In a Nutshell
What: An overview of the Dreamtroit development in Detroit, a mixed-use facility in a historic auto plant that will create affordable housing in a neighborhood with rising housing costs, enabling artists to remain in the community and continue to contribute to its cultural fabric, as well as 38,000 square feet of quality commercial space for arts and culture organizations, small businesses, and events.
Sector: Community Development, Housing, Arts and Culture
Location: Detroit, MI (Northwest Goldberg)
Size: 90,000 square feet
Cost: $30 million
Funding Sources: IFF, Capital Impact Partners, Invest Detroit, Local Initiatives Support Corporation (LISC), Detroit Housing for the Future Fund, Detroit Economic Growth Corporation, Michigan Community Capital, Michigan Community Revitalization Program, New Markets Tax Credits, Historic Tax Credits
IFF Support: $3.3 million loan closed in February 2021 (which included $810,000 for predevelopment activities and $2.49 million for construction)
Design: Kraemer Design Group (architect of record) and 1+1+ Architects (design architect)

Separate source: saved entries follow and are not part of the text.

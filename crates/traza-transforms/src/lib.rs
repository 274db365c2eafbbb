//! Traza Transforms - the plot transform engine
//!
//! This crate turns raw capture buffers into plot-ready traces:
//!
//! - [`fft`] - Windowed spectra with accumulation policies and markers
//! - [`sweep`] - Swept spectra stitched across LO steps
//! - [`xcorr`] - Cross-correlation of two I/Q pairs against lag
//! - [`time`] - Time-domain and constellation traces
//! - [`dispatcher`] - Transform selection, marker ownership, snapshot hand-off
//! - [`source`] - The seam to external capture producers and math channels
//! - [`settings`] - Serializable per-domain configuration with validation
//! - [`fft_state`] - Lazily sized FFT plans and work buffers
//! - [`marker`] - Marker tables and cross-thread snapshots
//! - [`signal`] - Synthetic captures for tests and demos
//!
//! # Execution Model
//!
//! Everything runs on one thread: an external scheduler calls
//! [`PlotEngine::tick`] at its capture cadence (tens of hertz), and every
//! transform update is synchronous CPU work within that tick. The single
//! cross-thread boundary is the marker snapshot hand-off, a one-shot
//! channel a consumer may block on from elsewhere.
//!
//! # Example
//!
//! ```rust
//! use traza_transforms::settings::{FftSettings, MarkerPolicy, PlotSettings};
//! use traza_transforms::signal::quadrature_tone;
//! use traza_transforms::source::{CaptureChannel, ChannelMeta, SampleSource};
//! use traza_transforms::{PlotEngine, UpdateStatus};
//!
//! // An I/Q pair carrying a tone 12 bins above the capture center.
//! let (i, q) = quadrature_tone(1.0e6, 12.0 * 1.0e6 / 1024.0, 0.5, 1024);
//! let channels: Vec<Box<dyn SampleSource>> = vec![
//!     Box::new(CaptureChannel::with_data(
//!         ChannelMeta::new("voltage0_i", 12, 1.0e6).complex_pair(),
//!         i,
//!     )),
//!     Box::new(CaptureChannel::with_data(
//!         ChannelMeta::new("voltage0_q", 12, 1.0e6).complex_pair(),
//!         q,
//!     )),
//! ];
//!
//! let mut engine = PlotEngine::new(PlotSettings::Fft(FftSettings {
//!     fft_size: 1024,
//!     markers: MarkerPolicy::Peak,
//!     active_markers: 1,
//!     ..FftSettings::default()
//! }));
//! engine.activate(channels).unwrap();
//! assert_eq!(engine.tick().unwrap(), UpdateStatus::Complete);
//!
//! let trace = &engine.traces()[0];
//! assert_eq!(trace.y_axis().len(), 1024);
//! assert_eq!(engine.live_markers().unwrap().slots()[0].bin, 512 + 12);
//! ```

pub mod dispatcher;
pub mod error;
pub mod fft;
pub mod fft_state;
pub mod marker;
pub mod settings;
pub mod signal;
pub mod source;
pub mod sweep;
pub mod time;
pub mod xcorr;

// Re-export main types at crate root
pub use dispatcher::{ActivationReport, PlotEngine, SetupValidator, Trace};
pub use error::{DispatchError, TransformError};
pub use fft::FftTransform;
pub use fft_state::{FftMode, FftState};
pub use marker::{Marker, MarkerSet, MarkerSnapshot, phase_difference_deg};
pub use settings::{MarkerPolicy, PlotDomain, PlotSettings};
pub use source::{CaptureChannel, ChannelMeta, MathChannel, SampleSource, SharedSamples};
pub use sweep::{SweepTransform, UpdateStatus};
pub use time::{ConstellationTransform, TimeTransform};
pub use xcorr::XcorrTransform;

/// Sentinel filling frequency traces before their first frame.
///
/// Any real magnitude is far below it, so accumulation can tell "never
/// written since reset" apart from every legitimate dB value.
pub const NO_DATA: f32 = f32::MAX;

General Contractor: MiG Construction
Impact: Creation of 76 units of make/live rental housing, 58 of which will be affordable to tenants earning less than 80 percent of the Area Median Income (AMI) and 18 of which are designed as workforce housing affordable to tenants earning less than 120 percent of the AMI
Matt Naimi and Oren Goldenberg don’t fit the profile of most real estate developers, let alone those who take on projects with complex capital stacks running into the tens of millions of dollars. An artist who runs the city’s only public recycling center and a filmmaker, respectively, Naimi and Goldenberg are far more interested in storytelling than pro formas and debt service coverage ratios. Despite that, the pair is on the verge of completing their first project – Dreamtroit – a $30 million redevelopment of a historic industrial complex that helped forge Detroit’s identity as the Motor City.

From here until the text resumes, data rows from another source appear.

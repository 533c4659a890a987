//! Related-collection port and the customer provider behind it

use crate::core::record::{Customer, Snapshot};
use crate::error::{Error, Result};
use crate::storage::FetchOnce;
use crate::stream::Subscription;
use crate::transport::Transport;
use async_trait::async_trait;
use std::sync::Arc;
use tracing::debug;

/// Source of the customer collection joined into the view.
///
/// The returned subscription replays the current collection and then yields
/// every replacement.
#[async_trait]
pub trait CustomerSource: Send + Sync {
    async fn customers(&self) -> Result<Subscription<Snapshot<Customer>>>;
}

/// Loads customers once and re-broadcasts local edits
pub struct CustomersService {
    cache: FetchOnce<Customer>,
}

impl CustomersService {
    pub fn new(transport: Arc<dyn Transport>, resource: impl Into<String>) -> Self {
        Self {
            cache: FetchOnce::new(transport, resource),
        }
    }

    /// Current customer collection, loading it on first use
    pub async fn list(&self) -> Result<Snapshot<Customer>> {
        self.cache.request().await
    }

    /// Insert or replace one customer and broadcast the new collection
    pub async fn upsert(&self, customer: Customer) -> Result<Snapshot<Customer>> {
        self.cache.request().await?;
        let updated = self
            .cache
            .update(|current| {
                let mut next = current.to_vec();
                match next.iter_mut().find(|c| c.id == customer.id) {
                    Some(existing) => *existing = customer,
                    None => next.push(customer),
                }
                next
            })
            .ok_or_else(|| Error::NotFound(self.cache.resource().to_string()))?;
        debug!(customers = updated.len(), "customer collection updated");
        Ok(updated)
    }
}

#[async_trait]
impl CustomerSource for CustomersService {
    async fn customers(&self) -> Result<Subscription<Snapshot<Customer>>> {
        let subscription = self.cache.subscribe();
        self.cache.request().await?;
        Ok(subscription)
    }
}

On July 1, the 90,000-square-foot Dreamtroit will open as a haven for Detroit’s arts and culture community, an anchor for economic and community development in its neighborhood, and a model for a more sustainable future in the city. To accomplish this, Dreamtroit will offer 76 units of make/live housing designed to be affordable to members of the creative community, ample indoor and outdoor makers’ spaces to support creative endeavors, a 15,000-square-foot outdoor art gallery that doubles as event space, and 38,000 square feet of space that will house Naimi’s Recycle Here!, a restaurant, bar, grocery store, and three nonprofit organizations – Teach. Empower. Achieve, Green Living Science, and Make Art Work, which has long operated a community sculpture park on the Dreamtroit campus called the Lincoln Street Art Park and collaborative community arts programming.

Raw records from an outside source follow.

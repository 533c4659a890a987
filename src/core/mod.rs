//! Core data types and models

pub mod command;
pub mod record;

pub use command::*;
pub use record::*;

“A lot of people for the last 20 years have been saying, ‘What happened to Detroit? How did it fall behind?’ and I’ve always had the perspective that Detroit is what the future is going to look like for everybody if we don’t change the way society operates,” says Naimi. “What we’re creating within this neighborhood with Dreamtroit is a community that embraces and holds up its culture, while taking care of all citizens in a truly mixed-income place that welcomes people from all walks of life.”
Repurposing a piece of Detroit’s history
While Dreamtroit is a massive, trajectory-changing project for the neighborhood now known as Northwest Goldberg (among other names), it began with little more than a desire in 2017 to fix the roof of the original building on the sprawling, 3.8-acre property so that Recycle Here! and the Lincoln Street Art Park could continue to operate sustainably on the campus.
“Many art and community spaces in Detroit are falling apart because people have not been able to maintain them,” says Goldenberg. “We had a precious asset in this building, located in an amazing community, and if we couldn’t figure out how to keep it here, we weren’t sure what would keep us here.”
Longtime friends and collaborators, Naimi and Goldenberg began to explore their options and determined that repairing the roof alone could cost as much as $3 million. As the pair contemplated how to proceed, their vision for the complex expanded from doing what was needed to keep the property viable to transforming it into a one-of-a-kind hub for Detroit’s creative community that could contribute to an equitable revitalization of a neighborhood deeply affected by decades of disinvestment.
“Artists and culture creators often end up activating underutilized spaces, which in turn attracts investment, ultimately driving them out of the community as it becomes more expensive to live and work in those spaces,” explains Naimi. “We think about that like a pebble hitting a pond, with the creativity rippling away from the center. What we’re doing with Dreamtroit is putting creativity at the core so that the investment can happen around it without losing the culture that made those investments possible.”
“We had a precious asset in this building, located in an amazing community, and if we couldn’t figure out how to keep it here, we weren’t sure what would keep us here.”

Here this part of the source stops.